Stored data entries
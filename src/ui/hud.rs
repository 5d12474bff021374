//! UI domain: health bars, cooldown readout, combo counter, phase banner.

use bevy::prelude::*;

use crate::combat::abilities::PlayerAbilities;
use crate::combat::components::{Health, Player, Rival};
use crate::combat::special::Combo;
use crate::core::{FightPhase, GamePhase, PhaseState};

const BAR_HEIGHT: f32 = 22.0;
const PADDING: f32 = 16.0;

/// Marker for the player health bar fill.
#[derive(Component)]
pub struct PlayerHealthFill;

/// Marker for the rival health bar fill.
#[derive(Component)]
pub struct RivalHealthFill;

#[derive(Component)]
pub struct CooldownReadout;

#[derive(Component)]
pub struct ComboCounter;

#[derive(Component)]
pub struct PhaseBanner;

pub(crate) fn spawn_hud(mut commands: Commands) {
    // Player bar, top-left.
    commands
        .spawn((
            Node {
                position_type: PositionType::Absolute,
                left: Val::Px(PADDING),
                top: Val::Px(PADDING),
                width: Val::Px(256.0),
                height: Val::Px(BAR_HEIGHT),
                border: UiRect::all(Val::Px(2.0)),
                ..default()
            },
            BackgroundColor(Color::srgba(0.1, 0.1, 0.1, 0.8)),
            BorderColor::all(Color::WHITE),
        ))
        .with_children(|parent| {
            parent.spawn((
                PlayerHealthFill,
                Node {
                    width: Val::Percent(100.0),
                    height: Val::Percent(100.0),
                    ..default()
                },
                BackgroundColor(Color::srgb(0.23, 0.51, 0.96)),
            ));
        });

    // Rival bar, top-right.
    commands
        .spawn((
            Node {
                position_type: PositionType::Absolute,
                right: Val::Px(PADDING),
                top: Val::Px(PADDING),
                width: Val::Px(384.0),
                height: Val::Px(BAR_HEIGHT + 8.0),
                border: UiRect::all(Val::Px(2.0)),
                ..default()
            },
            BackgroundColor(Color::srgba(0.1, 0.1, 0.1, 0.8)),
            BorderColor::all(Color::WHITE),
        ))
        .with_children(|parent| {
            parent.spawn((
                RivalHealthFill,
                Node {
                    width: Val::Percent(100.0),
                    height: Val::Percent(100.0),
                    ..default()
                },
                BackgroundColor(Color::srgb(0.92, 0.73, 0.12)),
            ));
        });

    commands.spawn((
        CooldownReadout,
        Text::new(""),
        TextFont {
            font_size: 13.0,
            ..default()
        },
        TextColor(Color::srgb(0.9, 0.9, 0.9)),
        Node {
            position_type: PositionType::Absolute,
            left: Val::Px(PADDING),
            top: Val::Px(PADDING + BAR_HEIGHT + 10.0),
            ..default()
        },
    ));

    commands.spawn((
        ComboCounter,
        Text::new(""),
        TextFont {
            font_size: 40.0,
            ..default()
        },
        TextColor(Color::srgb(0.98, 0.83, 0.14)),
        Node {
            position_type: PositionType::Absolute,
            left: Val::Percent(47.0),
            top: Val::Px(PADDING),
            ..default()
        },
    ));

    commands.spawn((
        PhaseBanner,
        Text::new(""),
        TextFont {
            font_size: 36.0,
            ..default()
        },
        TextColor(Color::WHITE),
        Node {
            position_type: PositionType::Absolute,
            left: Val::Percent(25.0),
            top: Val::Percent(42.0),
            ..default()
        },
    ));
}

pub(crate) fn update_health_bars(
    player: Query<&Health, With<Player>>,
    rival: Query<&Health, With<Rival>>,
    mut player_fill: Query<&mut Node, (With<PlayerHealthFill>, Without<RivalHealthFill>)>,
    mut rival_fill: Query<
        (&mut Node, &mut BackgroundColor),
        (With<RivalHealthFill>, Without<PlayerHealthFill>),
    >,
    fight_phase: Res<FightPhase>,
) {
    if let (Ok(health), Ok(mut node)) = (player.single(), player_fill.single_mut()) {
        node.width = Val::Percent(health.percent() * 100.0);
    }
    if let (Ok(health), Ok((mut node, mut color))) = (rival.single(), rival_fill.single_mut()) {
        node.width = Val::Percent(health.percent() * 100.0);
        color.0 = if fight_phase.is_second() {
            Color::srgb(0.85, 0.16, 0.16)
        } else {
            Color::srgb(0.92, 0.73, 0.12)
        };
    }
}

pub(crate) fn update_cooldown_readout(
    player: Query<&PlayerAbilities, With<Player>>,
    mut readout: Query<&mut Text, With<CooldownReadout>>,
) {
    let (Ok(abilities), Ok(mut text)) = (player.single(), readout.single_mut()) else {
        return;
    };
    let fmt = |ticks: u32| {
        if ticks == 0 {
            "READY".to_string()
        } else {
            format!("{:.1}s", ticks as f32 / 60.0)
        }
    };
    **text = format!(
        "[LMB] Barrage: {}\n[C] Star Finger: {}\n[X] Heavy Punch: {}",
        fmt(abilities.barrage_cooldown),
        fmt(abilities.star_finger_cooldown),
        fmt(abilities.heavy_punch_cooldown),
    );
}

pub(crate) fn update_combo_counter(
    combo: Res<Combo>,
    mut counter: Query<&mut Text, With<ComboCounter>>,
) {
    let Ok(mut text) = counter.single_mut() else {
        return;
    };
    **text = if combo.0 > 0 {
        format!("{} HITS!", combo.0)
    } else {
        String::new()
    };
}

pub(crate) fn update_phase_banner(
    state: Res<PhaseState>,
    mut banner: Query<&mut Text, With<PhaseBanner>>,
) {
    let Ok(mut text) = banner.single_mut() else {
        return;
    };
    **text = match state.phase {
        GamePhase::Menu => "MIDNIGHT DUEL\n[Enter] fight  [X] skip scenes".to_string(),
        GamePhase::Paused => "PAUSED\n[Esc] resume".to_string(),
        GamePhase::Victory => "RETIRED!\n[R] rematch  [Esc] menu".to_string(),
        GamePhase::Defeat => {
            if state.checkpoint == 2 {
                "DEFEATED\n[R] retry phase 2  [Esc] menu".to_string()
            } else {
                "DEFEATED\n[R] retry  [Esc] menu".to_string()
            }
        }
        _ => String::new(),
    };
}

§ **TASK PROMPT**
Line by line, set the records above down again exactly.

§ **WRITTEN SOLUTION**
filename src/ui/hud.rs
repository 5d12474bff021374
//! UI domain: health bars, cooldown readout, combo counter, phase banner.

use bevy::prelude::*;

use crate::combat::abilities::PlayerAbilities;
use crate::combat::components::{Health, Player, Rival};
use crate::combat::special::Combo;
use crate::core::{FightPhase, GamePhase, PhaseState};

const BAR_HEIGHT: f32 = 22.0;
const PADDING: f32 = 16.0;

/// Marker for the player health bar fill.
#[derive(Component)]
pub struct PlayerHealthFill;

/// Marker for the rival health bar fill.
#[derive(Component)]
pub struct RivalHealthFill;

#[derive(Component)]
pub struct CooldownReadout;

#[derive(Component)]
pub struct ComboCounter;

#[derive(Component)]
pub struct PhaseBanner;

pub(crate) fn spawn_hud(mut commands: Commands) {
    // Player bar, top-left.
    commands
        .spawn((
            Node {
                position_type: PositionType::Absolute,
                left: Val::Px(PADDING),
                top: Val::Px(PADDING),
                width: Val::Px(256.0),
                height: Val::Px(BAR_HEIGHT),
                border: UiRect::all(Val::Px(2.0)),
                ..default()
            },
            BackgroundColor(Color::srgba(0.1, 0.1, 0.1, 0.8)),
            BorderColor::all(Color::WHITE),
        ))
        .with_children(|parent| {
            parent.spawn((
                PlayerHealthFill,
                Node {
                    width: Val::Percent(100.0),
                    height: Val::Percent(100.0),
                    ..default()
                },
                BackgroundColor(Color::srgb(0.23, 0.51, 0.96)),
            ));
        });

    // Rival bar, top-right.
    commands
        .spawn((
            Node {
                position_type: PositionType::Absolute,
                right: Val::Px(PADDING),
                top: Val::Px(PADDING),
                width: Val::Px(384.0),
                height: Val::Px(BAR_HEIGHT + 8.0),
                border: UiRect::all(Val::Px(2.0)),
                ..default()
            },
            BackgroundColor(Color::srgba(0.1, 0.1, 0.1, 0.8)),
            BorderColor::all(Color::WHITE),
        ))
        .with_children(|parent| {
            parent.spawn((
                RivalHealthFill,
                Node {
                    width: Val::Percent(100.0),
                    height: Val::Percent(100.0),
                    ..default()
                },
                BackgroundColor(Color::srgb(0.92, 0.73, 0.12)),
            ));
        });

    commands.spawn((
        CooldownReadout,
        Text::new(""),
        TextFont {
            font_size: 13.0,
            ..default()
        },
        TextColor(Color::srgb(0.9, 0.9, 0.9)),
        Node {
            position_type: PositionType::Absolute,
            left: Val::Px(PADDING),
            top: Val::Px(PADDING + BAR_HEIGHT + 10.0),
            ..default()
        },
    ));

    commands.spawn((
        ComboCounter,
        Text::new(""),
        TextFont {
            font_size: 40.0,
            ..default()
        },
        TextColor(Color::srgb(0.98, 0.83, 0.14)),
        Node {
            position_type: PositionType::Absolute,
            left: Val::Percent(47.0),
            top: Val::Px(PADDING),
            ..default()
        },
    ));

    commands.spawn((
        PhaseBanner,
        Text::new(""),
        TextFont {
            font_size: 36.0,
            ..default()
        },
        TextColor(Color::WHITE),
        Node {
            position_type: PositionType::Absolute,
            left: Val::Percent(25.0),
            top: Val::Percent(42.0),
            ..default()
        },
    ));
}

pub(crate) fn update_health_bars(
    player: Query<&Health, With<Player>>,
    rival: Query<&Health, With<Rival>>,
    mut player_fill: Query<&mut Node, (With<PlayerHealthFill>, Without<RivalHealthFill>)>,
    mut rival_fill: Query<
        (&mut Node, &mut BackgroundColor),
        (With<RivalHealthFill>, Without<PlayerHealthFill>),
    >,
    fight_phase: Res<FightPhase>,
) {
    if let (Ok(health), Ok(mut node)) = (player.single(), player_fill.single_mut()) {
        node.width = Val::Percent(health.percent() * 100.0);
    }
    if let (Ok(health), Ok((mut node, mut color))) = (rival.single(), rival_fill.single_mut()) {
        node.width = Val::Percent(health.percent() * 100.0);
        color.0 = if fight_phase.is_second() {
            Color::srgb(0.85, 0.16, 0.16)
        } else {
            Color::srgb(0.92, 0.73, 0.12)
        };
    }
}

pub(crate) fn update_cooldown_readout(
    player: Query<&PlayerAbilities, With<Player>>,
    mut readout: Query<&mut Text, With<CooldownReadout>>,
) {
    let (Ok(abilities), Ok(mut text)) = (player.single(), readout.single_mut()) else {
        return;
    };
    let fmt = |ticks: u32| {
        if ticks == 0 {
            "READY".to_string()
        } else {
            format!("{:.1}s", ticks as f32 / 60.0)
        }
    };
    **text = format!(
        "[LMB] Barrage: {}\n[C] Star Finger: {}\n[X] Heavy Punch: {}",
        fmt(abilities.barrage_cooldown),
        fmt(abilities.star_finger_cooldown),
        fmt(abilities.heavy_punch_cooldown),
    );
}

pub(crate) fn update_combo_counter(
    combo: Res<Combo>,
    mut counter: Query<&mut Text, With<ComboCounter>>,
) {
    let Ok(mut text) = counter.single_mut() else {
        return;
    };
    **text = if combo.0 > 0 {
        format!("{} HITS!", combo.0)
    } else {
        String::new()
    };
}

pub(crate) fn update_phase_banner(
    state: Res<PhaseState>,
    mut banner: Query<&mut Text, With<PhaseBanner>>,
) {
    let Ok(mut text) = banner.single_mut() else {
        return;
    };
    **text = match state.phase {
        GamePhase::Menu => "MIDNIGHT DUEL\n[Enter] fight  [X] skip scenes".to_string(),
        GamePhase::Paused => "PAUSED\n[Esc] resume".to_string(),
        GamePhase::Victory => "RETIRED!\n[R] rematch  [Esc] menu".to_string(),
        GamePhase::Defeat => {
            if state.checkpoint == 2 {
                "DEFEATED\n[R] retry phase 2  [Esc] menu".to_string()
            } else {
                "DEFEATED\n[R] retry  [Esc] menu".to_string()
            }
        }
        _ => String::new(),
    };
}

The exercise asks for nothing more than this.